The present invention (5) is the method according to any one of the inventions (1) to (4) which comprises a step of observing the cells after culture under a microscope to suck the single cell with a capillary having a tip inner diameter of 10 to 100 μm or to hold the single cell with another holding device.

Now, definition of each term used in CLAIMS and DESCRIPTION will be described. A “cell” is a morphological and functional constitutional unit for composing a living organism and includes any of eukaryotic cells, prokaryotic cells and archeabacteria. It is also a concept that encompasses any of microorganisms, animal cells and plant cells. A “sample” is not limited as long as it may contain various cells, examples of which may include soil, sand, bottom sludge, tissue and interstitial substance of animals, plant tissues, airborne dust, river water, sea water, food, cosmetics and feedstuff. “Culture conditions” are not particularly limited as long as they are those related to operations or procedures for regulating external conditions for cells to artificially activate, grow and proliferate them, examples of which may include nutritional conditions, pH conditions, temperature conditions and light conditions of culture media and the like. “Selective application” means applying culture conditions as appropriately selected in consideration of cell desired to be obtained. A “cell enlarger” is not particularly limited as long as it is an agent capable of enlarging cells without allowing them to divide, examples of which may include cell division inhibitors such as antibiotics. The term “in a various and/or repetitive manner” in relation to culture conditions means (1) applying multiple sets of culture conditions once, (2) applying one set of culture conditions multiple times and (3) applying multiple sets of culture conditions multiple times, including applying one set of culture conditions multiple times for one culture (each time with a different set of conditions). The term “in a various and/or repetitive manner” in relation to cell enlargers means (1) using multiple cell enlargers once, (2) using one cell enlarger multiple times and (3) using multiple cell enlargers multiple times, including applying one cell enlarger multiple times for one culture (each time with a different cell enlarger). “Multiple cells linked with each other” mean a group of cells whose walls or membranes are linked or attached to each other and “multiple cells coagulated with each other” mean a flora of cells entwined in a complex manner. The term “compatible with a culture medium” means that cells may proliferate, actively absorbing nutrients from the culture medium.

EFFECT OF THE INVENTION

According to the present invention, various cells (for example, microorganisms) are cultured in a predetermined medium in the presence of cell enlargers, so that cells compatible with the predetermined culture conditions may proliferate and cells compatible with the cell enlargers may grow in size without undergoing cell division. On the contrary, cells not compatible with the predetermined culture conditions may not proliferate and cells not compatible with the cell enlargers may remain relatively small. As such, it will be possible to easily and efficiently obtain cells compatible with the culture conditions and the cell enlargers, for example, by observing under a microscope after culture and obtaining microorganisms larger in size. Further, according to the present invention, it is possible to easily and efficiently obtain cells of a single species (for example, microorganisms) in a reliable manner by combination of predetermined culture conditions and cell enlargers, in comparison with those obtained according to a conventional method such as the dilution plating method. Therefore, when a cell (for example, a microorganism) obtained according to the present invention is cultured, because it is of a completely single species, no competition occurs between species of cells (for example, microorganisms) so that cells of a less competitive species (for example, microorganisms) may grow well. Thus, such an effect may be provided that when novel cells having desired properties are to be obtained, such novel cells (for example, useful microorganisms) having such desired properties may much more likely be found by appropriately selecting culture conditions and cell enlargers reflecting the properties.

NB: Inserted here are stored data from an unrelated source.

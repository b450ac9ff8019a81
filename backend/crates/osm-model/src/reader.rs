//! OSM text reader.
//!
//! Objects are written as a class name followed by comma-separated fields and
//! terminated by `;`. A `!-` comment after the values of a line names those
//! values; a plain `!` comment is ignored.

use crate::error::{Error, Result};
use crate::model::{Field, Handle, ModelObject};

const CLASS_PREFIX: &str = "OS:";

#[derive(Debug, Clone, Copy, PartialEq, Eq)]
enum Role {
    Class,
    Field,
}

struct Piece {
    role: Role,
    value: String,
    ends_object: bool,
}

struct Pending {
    class: String,
    line: usize,
    fields: Vec<Field>,
}

pub(crate) fn read_objects(text: &str) -> Result<Vec<ModelObject>> {
    let mut objects = Vec::new();
    let mut pending: Option<Pending> = None;
    // Value text not yet terminated by `,` or `;`
    let mut carry = String::new();
    let mut carry_line = 0;

    for (idx, raw_line) in text.lines().enumerate() {
        let line = idx + 1;
        let (code, comment) = split_comment(raw_line);

        let mut expect_class = pending.is_none();
        let mut pieces = Vec::new();
        let mut current = std::mem::take(&mut carry);
        let mut continues_carry = !current.is_empty();
        for ch in code.chars() {
            match ch {
                ',' | ';' => {
                    let role = if expect_class { Role::Class } else { Role::Field };
                    let ends_object = ch == ';';
                    expect_class = ends_object;
                    pieces.push(Piece {
                        role,
                        value: current.trim().to_string(),
                        ends_object,
                    });
                    current.clear();
                    continues_carry = false;
                }
                _ => current.push(ch),
            }
        }
        if !current.trim().is_empty() {
            if !continues_carry {
                carry_line = line;
            }
            carry = current.trim_start().to_string();
        }

        let field_count = pieces.iter().filter(|p| p.role == Role::Field).count();
        let mut names = field_names(comment, field_count).into_iter();

        for piece in pieces {
            match piece.role {
                Role::Class => {
                    if piece.value.is_empty() {
                        return Err(Error::Syntax {
                            line,
                            message: "expected an object class name".to_string(),
                        });
                    }
                    if !piece.value.starts_with(CLASS_PREFIX) {
                        return Err(Error::UnknownClass {
                            class: piece.value,
                            line,
                        });
                    }
                    if piece.ends_object {
                        return Err(Error::MissingHandle {
                            class: piece.value,
                            line,
                        });
                    }
                    pending = Some(Pending {
                        class: piece.value,
                        line,
                        fields: Vec::new(),
                    });
                }
                Role::Field => {
                    let Some(object) = pending.as_mut() else {
                        return Err(Error::Syntax {
                            line,
                            message: "field outside of an object".to_string(),
                        });
                    };
                    object
                        .fields
                        .push(Field::new(piece.value, names.next().flatten()));
                    if piece.ends_object {
                        if let Some(done) = pending.take() {
                            objects.push(finish(done)?);
                        }
                    }
                }
            }
        }
    }

    if let Some(open) = pending {
        return Err(Error::Syntax {
            line: open.line,
            message: format!("object '{}' is not terminated by ';'", open.class),
        });
    }
    if !carry.trim().is_empty() {
        return Err(Error::Syntax {
            line: carry_line,
            message: format!("unexpected text '{}'", carry.trim()),
        });
    }

    Ok(objects)
}

fn finish(pending: Pending) -> Result<ModelObject> {
    let handle = pending
        .fields
        .first()
        .and_then(|f| Handle::parse(&f.value))
        .ok_or_else(|| Error::MissingHandle {
            class: pending.class.clone(),
            line: pending.line,
        })?;
    Ok(ModelObject::new(
        pending.class,
        handle,
        pending.fields,
        pending.line,
    ))
}

/// Split a line into its value text and the name carried by a `!-` comment.
fn split_comment(line: &str) -> (&str, Option<&str>) {
    match line.find('!') {
        None => (line, None),
        Some(pos) => {
            let (code, comment) = line.split_at(pos);
            let name = comment
                .strip_prefix("!-")
                .map(str::trim)
                .filter(|n| !n.is_empty());
            (code, name)
        }
    }
}

/// Names for the `count` values of one line.
///
/// `X,Y,Z Vertex 1 {m}` over three values expands to `X Vertex 1 {m}`,
/// `Y Vertex 1 {m}` and `Z Vertex 1 {m}`; other multi-value comments are
/// numbered.
fn field_names(comment: Option<&str>, count: usize) -> Vec<Option<String>> {
    let Some(comment) = comment else {
        return vec![None; count];
    };
    if count <= 1 {
        return vec![Some(comment.to_string()); count];
    }

    let (head, tail) = comment.split_once(' ').unwrap_or((comment, ""));
    let parts: Vec<&str> = head.split(',').collect();
    if parts.len() == count && parts.iter().all(|p| !p.is_empty()) {
        parts
            .into_iter()
            .map(|p| {
                if tail.is_empty() {
                    Some(p.to_string())
                } else {
                    Some(format!("{} {}", p, tail))
                }
            })
            .collect()
    } else {
        (1..=count).map(|i| Some(format!("{} {}", comment, i))).collect()
    }
}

BEST MODE FOR CARRYING OUT THE INVENTION

Now, by way of example of microorganisms as cells, the best mode of the present invention will be described in detail. It is needless to say that the technical scope of the present invention will not be limited to the best mode and that application of the method for isolation according to the present invention to other cells than microorganisms (for example, animal cells and plant cells) may also belong to the technical scope of the present invention.

The present method is a method for isolating desired microorganisms, which comprises selectively applying a culture medium and other culture conditions to a sample potentially containing various microorganisms, with addition of a cell enlarger simultaneously with, before or after the application, followed by culturing. In other words, the present method consists in that desired microorganisms may easily and efficiently be obtained in a reliable manner by determining cell enlargers and culture conditions in relation to the microorganism desired to be obtained.

To describe the present method in detail, first, a culture medium in which microorganisms having desired properties may easily grow is prepared. Next, a sample in which useful microorganisms may occur (for example, soil) is obtained and a small amount of the sample is placed in the culture medium along with a cell enlarger which exhibits a microorganism-enlarging effect (for example, a cell division inhibitor, such as antibiotics for inhibiting cell division) to start cultivation. After approximately a week, microorganisms viable in this culture medium will grow in size due to the cell division inhibitor. On the other hand, cells of microorganisms nonviable in this culture medium will remain small. Under a microscope, as few cells (one cell) as possible of only the large microbial cells may be taken by micromanipulation into a test tube for cultivation and proliferation to obtain a microbial strain having desired properties.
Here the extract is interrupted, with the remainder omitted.